O laboratório Cristália anunciou que o primeiro estudo clínico em humanos com a polilaminina terá início em 24 de setembro. Esta fase inicial, aprovada pela Agência Nacional de Vigilância Sanitária (Anvisa) em janeiro, tem como foco exclusivo avaliar a segurança do candidato a medicamento, e não a sua eficácia.
A pesquisa será conduzida em São Paulo, no Hospital das Clínicas e na Santa Casa de Misericórdia, em parceria com o SAMU para o transporte ágil dos voluntários.
A fase de testes contará com cinco pacientes com idades entre 18 e 72 anos que sofreram lesão medular traumática completa no tórax e que já possuem indicação cirúrgica. Para ingressar no estudo, a intervenção precisa ocorrer em até 72 horas após o trauma. A polilaminina busca estimular a regeneração dos nervos e restabelecer conexões interrompidas na medula espinhal, mas seu uso é restrito a casos agudos, sem qualquer evidência de aplicação para lesões crônicas.
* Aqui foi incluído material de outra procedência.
impl SyncEngine {
    /// Loads `.sync-state.json` from `local_cache_dir`, or starts from an
    /// empty state if absent or unreadable. A corrupt state file is never
    /// surfaced as an error: it is silently treated as "no prior state",
    /// which costs a redundant re-download of everything, not a failure.
    pub async fn initialize(
        router: Arc<HybridRouter>,
        local_cache_dir: PathBuf,
        conflict_strategy: ConflictStrategy,
    ) -> Result<Self> {
        std::fs::create_dir_all(&local_cache_dir)?;
        let state_path = local_cache_dir.join(STATE_FILE_NAME);
        let state = match std::fs::read(&state_path) {
            Ok(bytes) => match serde_json::from_slice::<SyncStateFile>(&bytes) {
                Ok(file) => file.into(),
                Err(e) => {
                    warn!(error = %e, "sync state file is corrupt, resetting to empty");
                    SyncState::new(local_cache_dir.clone())
                }
            },
            Err(_) => SyncState::new(local_cache_dir.clone()),
        };

        Ok(Self {
            router,
            local_cache_dir,
            conflict_strategy,
            state: RwLock::new(state),
        })
    }

    pub async fn get_sync_state(&self) -> SyncState {
        self.state.read().await.clone()
    }

    async fn persist(&self) -> Result<()> {
        let file: SyncStateFile = {
            let guard = self.state.read().await;
            (&*guard).into()
        };
        let path = self.local_cache_dir.join(STATE_FILE_NAME);
        tokio::task::spawn_blocking(move || atomic_write_json(&path, &file))
            .await
            .map_err(|_| CoreError::Cancelled)?
    }

    /// The full sync:
    /// 1. list every document's id and `modifiedAt` from the active backend,
    /// 2. for each, compare `modifiedAt` to the recorded `DocumentVersion`
    ///    and skip with no I/O at all when they already match,
    /// 3. otherwise download, hash, record, and append to `synced`,
    /// 4. fold per-document faults into `failed` instead of aborting — one
    ///    bad document never blocks the rest of the batch,
    /// 5. prune any id tracked in state but absent from this listing into
    ///    `deleted`, then persist and advance `last_sync_at`.
    pub async fn full_sync(&self) -> Result<SyncReport> {
        let start = Instant::now();
        let remote = self.router.list_document_summaries().await?;
        let mut report = SyncReport::default();
        let mut seen = std::collections::HashSet::with_capacity(remote.len());

        for summary in &remote {
            seen.insert(summary.id.clone());
            let previous = self.state.read().await.document_versions.get(&summary.id).cloned();
            if let Some(prev) = &previous {
                if prev.modified_at == summary.modified_at {
                    continue;
                }
            }

            match self.download_and_record(&summary.id, summary.modified_at).await {
                Ok(()) => report.synced.push(summary.id.clone()),
                Err(e) => {
                    warn!(doc_id = %summary.id, error = %e, "document sync failed, continuing batch");
                    report.failed.push((summary.id.clone(), e.to_string()));
                }
            }
        }

        let stale: Vec<String> = {
            let state = self.state.read().await;
            state.document_versions.keys().filter(|id| !seen.contains(*id)).cloned().collect()
        };
        if !stale.is_empty() {
            let mut state = self.state.write().await;
            for id in &stale {
                state.document_versions.remove(id);
            }
        }
        report.deleted = stale;

        self.state.write().await.last_sync_at = Utc::now();
        self.persist().await?;
        report.duration = start.elapsed();
        Ok(report)
    }

    /// Applies a batch of change events from the File Monitor. An empty
    /// batch is a pure no-op: no backend call, no state read, no persist,
    /// just an empty report. `Deleted` drops the tracked version outright;
    /// `Created`/`Modified` look up the document's current remote mtime and
    /// download unconditionally. A per-event failure is folded into
    /// `failed` and leaves that document's state untouched.
    pub async fn incremental_sync(&self, events: Vec<ChangeEvent>) -> Result<SyncReport> {
        if events.is_empty() {
            return Ok(SyncReport::default());
        }

        let start = Instant::now();
        let mut report = SyncReport::default();

        for event in events {
            match event.kind {
                ChangeKind::Deleted => {
                    let existed = self.state.write().await.document_versions.remove(&event.document_id).is_some();
                    if existed {
                        report.deleted.push(event.document_id);
                    }
                }
                ChangeKind::Created | ChangeKind::Modified => match self.remote_mtime(&event.document_id).await {
                    Ok(Some(mtime)) => match self.download_and_record(&event.document_id, mtime).await {
                        Ok(()) => report.synced.push(event.document_id),
                        Err(e) => report.failed.push((event.document_id, e.to_string())),
                    },
                    Ok(None) => report
                        .failed
                        .push((event.document_id, "document no longer present on backend".to_string())),
                    Err(e) => report.failed.push((event.document_id, e.to_string())),
                },
            }
        }

        self.state.write().await.last_sync_at = Utc::now();
        self.persist().await?;
        report.duration = start.elapsed();
        Ok(report)
    }

    /// The live, single-document operation: compares the local cache's mtime
    /// against the device's current mtime and, when state disagrees with
    /// both, hands the conflict to the Conflict Resolver.
    ///
    /// | local mtime | remote mtime | outcome |
    /// |---|---|---|
    /// | missing | — | download, no comparison needed |
    /// | == | == | `Synced`, no I/O beyond the two mtime reads |
    /// | last-known differs from both local and remote | — | `Conflict` — resolved per strategy |
    /// | < | > | `RemoteAhead` — device copy adopted |
    /// | > | < | `LocalAhead` — resolved per strategy |
    pub async fn sync_document(&self, doc_id: &str) -> Result<TransientSyncState> {
        let remote_mtime = self
            .remote_mtime(doc_id)
            .await?
            .ok_or_else(|| CoreError::DocumentNotFound(doc_id.to_string()))?;

        let local_mtime = local_metadata_mtime(&self.local_cache_dir, doc_id);
        let Some(local_mtime) = local_mtime else {
            self.download_and_record(doc_id, remote_mtime).await?;
            return Ok(TransientSyncState::Synced);
        };

        let previous = self.state.read().await.document_versions.get(doc_id).cloned();
        if let Some(prev) = &previous {
            if prev.modified_at != local_mtime && prev.modified_at != remote_mtime {
                return self
                    .resolve_conflict(doc_id, remote_mtime, local_mtime, TransientSyncState::Conflict)
                    .await;
            }
        }

        match local_mtime.cmp(&remote_mtime) {
            std::cmp::Ordering::Equal => Ok(TransientSyncState::Synced),
            std::cmp::Ordering::Less => {
                self.download_and_record(doc_id, remote_mtime).await?;
                Ok(TransientSyncState::RemoteAhead)
            }
            std::cmp::Ordering::Greater => {
                self.resolve_conflict(doc_id, remote_mtime, local_mtime, TransientSyncState::LocalAhead)
                    .await
            }
        }
    }

    /// Looks up `doc_id`'s current `modifiedAt` from the active backend,
    /// or `None` if the backend no longer lists it at all.
    async fn remote_mtime(&self, doc_id: &str) -> Result<Option<DateTime<Utc>>> {
        let summaries = self.router.list_document_summaries().await?;
        Ok(summaries.into_iter().find(|s| s.id == doc_id).map(|s| s.modified_at))
    }

    /// Downloads `doc_id` into a staging directory, hashes it, moves it into
    /// the cache, resets the moved `.metadata` file's mtime to
    /// `remote_mtime` (a fresh download otherwise gets "now" as its local
    /// mtime, which would corrupt every future mtime comparison), and
    /// records the new version.
    async fn download_and_record(&self, doc_id: &str, remote_mtime: DateTime<Utc>) -> Result<()> {
        let staging_dir = self.local_cache_dir.join(".staging").join(doc_id);
        std::fs::create_dir_all(&staging_dir)?;
        self.router
            .download_document(doc_id.to_string(), staging_dir.clone())
            .await?;
        let hash = compute_hash(&staging_dir, doc_id)?;
        move_staged_into_cache(&staging_dir, &self.local_cache_dir)?;
        set_local_mtime(&self.local_cache_dir, doc_id, remote_mtime)?;

        self.state.write().await.document_versions.insert(
            doc_id.to_string(),
            DocumentVersion { hash, modified_at: remote_mtime },
        );
        Ok(())
    }

    /// Downloads `doc_id` fresh to compare against the local copy, then asks
    /// the Conflict Resolver which side to keep.
    async fn resolve_conflict(
        &self,
        doc_id: &str,
        remote_mtime: DateTime<Utc>,
        local_mtime: DateTime<Utc>,
        reported_as: TransientSyncState,
    ) -> Result<TransientSyncState> {
        let staging_dir = self.local_cache_dir.join(".staging").join(doc_id);
        std::fs::create_dir_all(&staging_dir)?;
        self.router
            .download_document(doc_id.to_string(), staging_dir.clone())
            .await?;
        let remote_hash = compute_hash(&staging_dir, doc_id)?;
        let local_hash = compute_hash(&self.local_cache_dir, doc_id)?;

        let device = DocumentVersion { hash: remote_hash, modified_at: remote_mtime };
        let local = DocumentVersion { hash: local_hash, modified_at: local_mtime };

        let keep_device = matches!(
            conflict::resolve(&device, &local, self.conflict_strategy, |_, _| None),
            Resolution::KeepDevice | Resolution::NoConflict
        );

        if keep_device {
            move_staged_into_cache(&staging_dir, &self.local_cache_dir)?;
            set_local_mtime(&self.local_cache_dir, doc_id, remote_mtime)?;
            self.state.write().await.document_versions.insert(doc_id.to_string(), device);
        } else {
            std::fs::remove_dir_all(&staging_dir).ok();
            self.state.write().await.document_versions.insert(doc_id.to_string(), local);
        }

        Ok(reported_as)
    }
}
O vice-presidente de Pesquisa, Desenvolvimento e Inovação do Cristália, Rogério Almeida, ressaltou que o avanço para as etapas de eficácia (fases 2 e 3) dependerá rigorosamente dos resultados de segurança da etapa atual.
Cientistas ponderam que dados preliminares acadêmicos anteriores envolvem amostras reduzidas e não garantem que a substância promova a recuperação dos movimentos, sendo os ensaios clínicos formais indispensáveis para a validação científica.